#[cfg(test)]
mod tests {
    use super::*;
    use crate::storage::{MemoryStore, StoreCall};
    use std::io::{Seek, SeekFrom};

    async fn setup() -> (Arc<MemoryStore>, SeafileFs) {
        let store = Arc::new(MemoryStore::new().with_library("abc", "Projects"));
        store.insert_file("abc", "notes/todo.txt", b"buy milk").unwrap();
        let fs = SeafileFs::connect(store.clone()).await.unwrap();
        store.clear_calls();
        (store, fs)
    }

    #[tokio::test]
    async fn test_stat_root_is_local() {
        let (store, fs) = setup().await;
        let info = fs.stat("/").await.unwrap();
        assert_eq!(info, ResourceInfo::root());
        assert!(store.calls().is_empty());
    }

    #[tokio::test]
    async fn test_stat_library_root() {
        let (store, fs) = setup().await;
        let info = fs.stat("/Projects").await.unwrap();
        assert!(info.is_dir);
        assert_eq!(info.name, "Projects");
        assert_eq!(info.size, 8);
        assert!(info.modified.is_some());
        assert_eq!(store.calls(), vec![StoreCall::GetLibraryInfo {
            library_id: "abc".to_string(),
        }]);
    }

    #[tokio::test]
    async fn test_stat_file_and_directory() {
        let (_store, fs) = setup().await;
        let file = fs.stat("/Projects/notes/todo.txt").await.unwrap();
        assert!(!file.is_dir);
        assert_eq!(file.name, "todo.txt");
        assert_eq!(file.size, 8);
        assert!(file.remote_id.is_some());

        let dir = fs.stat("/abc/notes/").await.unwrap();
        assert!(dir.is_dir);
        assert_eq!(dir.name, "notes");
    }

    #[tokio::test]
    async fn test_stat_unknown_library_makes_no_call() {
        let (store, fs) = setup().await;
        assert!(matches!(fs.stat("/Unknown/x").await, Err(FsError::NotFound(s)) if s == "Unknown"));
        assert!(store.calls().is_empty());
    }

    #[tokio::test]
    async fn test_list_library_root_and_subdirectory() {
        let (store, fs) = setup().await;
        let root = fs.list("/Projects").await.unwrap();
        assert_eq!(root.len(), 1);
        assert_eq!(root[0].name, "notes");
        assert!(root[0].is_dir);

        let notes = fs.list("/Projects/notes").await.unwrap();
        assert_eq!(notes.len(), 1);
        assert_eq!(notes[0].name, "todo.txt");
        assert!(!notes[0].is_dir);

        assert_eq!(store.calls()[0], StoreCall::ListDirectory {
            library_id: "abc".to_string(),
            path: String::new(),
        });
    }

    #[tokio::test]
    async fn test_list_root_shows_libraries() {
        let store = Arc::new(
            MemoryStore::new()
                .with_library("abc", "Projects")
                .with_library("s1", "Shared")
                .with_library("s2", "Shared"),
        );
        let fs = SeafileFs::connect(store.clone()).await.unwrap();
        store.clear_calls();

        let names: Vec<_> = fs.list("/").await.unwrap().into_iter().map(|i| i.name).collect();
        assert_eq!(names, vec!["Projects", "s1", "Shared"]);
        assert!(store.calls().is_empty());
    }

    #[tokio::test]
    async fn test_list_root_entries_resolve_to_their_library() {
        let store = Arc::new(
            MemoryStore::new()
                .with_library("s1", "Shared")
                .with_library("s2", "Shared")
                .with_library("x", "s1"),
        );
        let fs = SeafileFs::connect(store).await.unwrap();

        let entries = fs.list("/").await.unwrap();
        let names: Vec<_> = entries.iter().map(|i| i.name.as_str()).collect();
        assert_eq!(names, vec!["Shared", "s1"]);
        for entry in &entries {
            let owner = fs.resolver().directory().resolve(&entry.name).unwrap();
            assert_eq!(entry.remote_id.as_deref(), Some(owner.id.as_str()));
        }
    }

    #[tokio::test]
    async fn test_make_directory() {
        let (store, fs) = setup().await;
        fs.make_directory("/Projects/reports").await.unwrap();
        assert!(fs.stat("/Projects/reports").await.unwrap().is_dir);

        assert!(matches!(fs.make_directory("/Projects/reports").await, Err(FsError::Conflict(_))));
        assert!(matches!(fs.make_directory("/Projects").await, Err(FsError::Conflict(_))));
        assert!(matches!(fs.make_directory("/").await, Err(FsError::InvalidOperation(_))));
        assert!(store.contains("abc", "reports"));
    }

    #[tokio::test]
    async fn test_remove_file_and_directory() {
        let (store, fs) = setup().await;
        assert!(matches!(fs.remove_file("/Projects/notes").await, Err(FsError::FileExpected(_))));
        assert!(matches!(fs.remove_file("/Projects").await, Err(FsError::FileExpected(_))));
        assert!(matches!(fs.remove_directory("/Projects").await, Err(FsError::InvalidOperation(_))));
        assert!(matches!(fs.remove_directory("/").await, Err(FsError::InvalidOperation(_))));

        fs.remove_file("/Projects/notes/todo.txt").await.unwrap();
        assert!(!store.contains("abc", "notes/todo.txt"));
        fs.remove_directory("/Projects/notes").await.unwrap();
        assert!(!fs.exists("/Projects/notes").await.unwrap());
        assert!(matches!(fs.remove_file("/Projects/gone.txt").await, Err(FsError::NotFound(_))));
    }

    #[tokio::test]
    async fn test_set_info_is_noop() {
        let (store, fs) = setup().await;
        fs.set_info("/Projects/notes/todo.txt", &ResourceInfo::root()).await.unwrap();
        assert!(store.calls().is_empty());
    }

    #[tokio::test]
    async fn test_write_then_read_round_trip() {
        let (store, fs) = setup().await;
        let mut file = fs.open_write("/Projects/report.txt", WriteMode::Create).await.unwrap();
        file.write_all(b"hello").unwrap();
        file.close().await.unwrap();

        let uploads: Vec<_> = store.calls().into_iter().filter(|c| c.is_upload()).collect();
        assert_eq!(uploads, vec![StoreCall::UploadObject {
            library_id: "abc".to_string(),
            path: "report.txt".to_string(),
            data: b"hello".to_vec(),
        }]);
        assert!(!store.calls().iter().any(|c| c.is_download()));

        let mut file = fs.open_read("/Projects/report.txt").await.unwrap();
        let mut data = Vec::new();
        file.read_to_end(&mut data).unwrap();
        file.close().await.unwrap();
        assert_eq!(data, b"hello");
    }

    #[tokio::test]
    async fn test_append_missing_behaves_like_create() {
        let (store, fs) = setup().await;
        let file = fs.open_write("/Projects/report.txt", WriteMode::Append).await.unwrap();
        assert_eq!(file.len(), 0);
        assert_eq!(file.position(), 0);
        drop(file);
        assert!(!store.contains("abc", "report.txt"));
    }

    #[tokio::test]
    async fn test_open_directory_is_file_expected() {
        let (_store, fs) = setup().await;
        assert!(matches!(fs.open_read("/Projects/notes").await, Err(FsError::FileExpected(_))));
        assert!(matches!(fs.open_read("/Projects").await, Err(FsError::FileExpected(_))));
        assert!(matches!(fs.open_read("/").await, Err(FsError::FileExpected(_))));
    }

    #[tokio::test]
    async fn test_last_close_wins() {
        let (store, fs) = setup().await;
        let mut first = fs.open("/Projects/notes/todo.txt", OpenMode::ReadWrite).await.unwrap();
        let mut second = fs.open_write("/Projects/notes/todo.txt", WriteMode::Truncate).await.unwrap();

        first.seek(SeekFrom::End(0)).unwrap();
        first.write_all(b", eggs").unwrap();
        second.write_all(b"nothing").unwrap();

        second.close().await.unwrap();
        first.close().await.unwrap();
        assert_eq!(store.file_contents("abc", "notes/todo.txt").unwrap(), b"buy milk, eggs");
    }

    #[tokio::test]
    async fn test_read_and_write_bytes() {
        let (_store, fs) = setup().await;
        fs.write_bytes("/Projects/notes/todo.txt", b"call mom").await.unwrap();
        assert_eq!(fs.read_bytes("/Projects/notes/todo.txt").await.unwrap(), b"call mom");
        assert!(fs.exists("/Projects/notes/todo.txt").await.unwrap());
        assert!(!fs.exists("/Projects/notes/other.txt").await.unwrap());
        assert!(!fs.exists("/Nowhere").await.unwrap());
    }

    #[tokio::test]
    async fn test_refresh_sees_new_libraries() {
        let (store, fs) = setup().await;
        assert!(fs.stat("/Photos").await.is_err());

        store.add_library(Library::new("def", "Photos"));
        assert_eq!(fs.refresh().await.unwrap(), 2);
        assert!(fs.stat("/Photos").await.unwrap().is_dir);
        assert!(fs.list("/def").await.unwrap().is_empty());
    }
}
---------------
Aim of the task = Pull out all lines from the entries above in which the word "data" appears.

Exercise output =
            data: b"hello".to_vec(),
        let mut data = Vec::new();
        file.read_to_end(&mut data).unwrap();
        assert_eq!(data, b"hello");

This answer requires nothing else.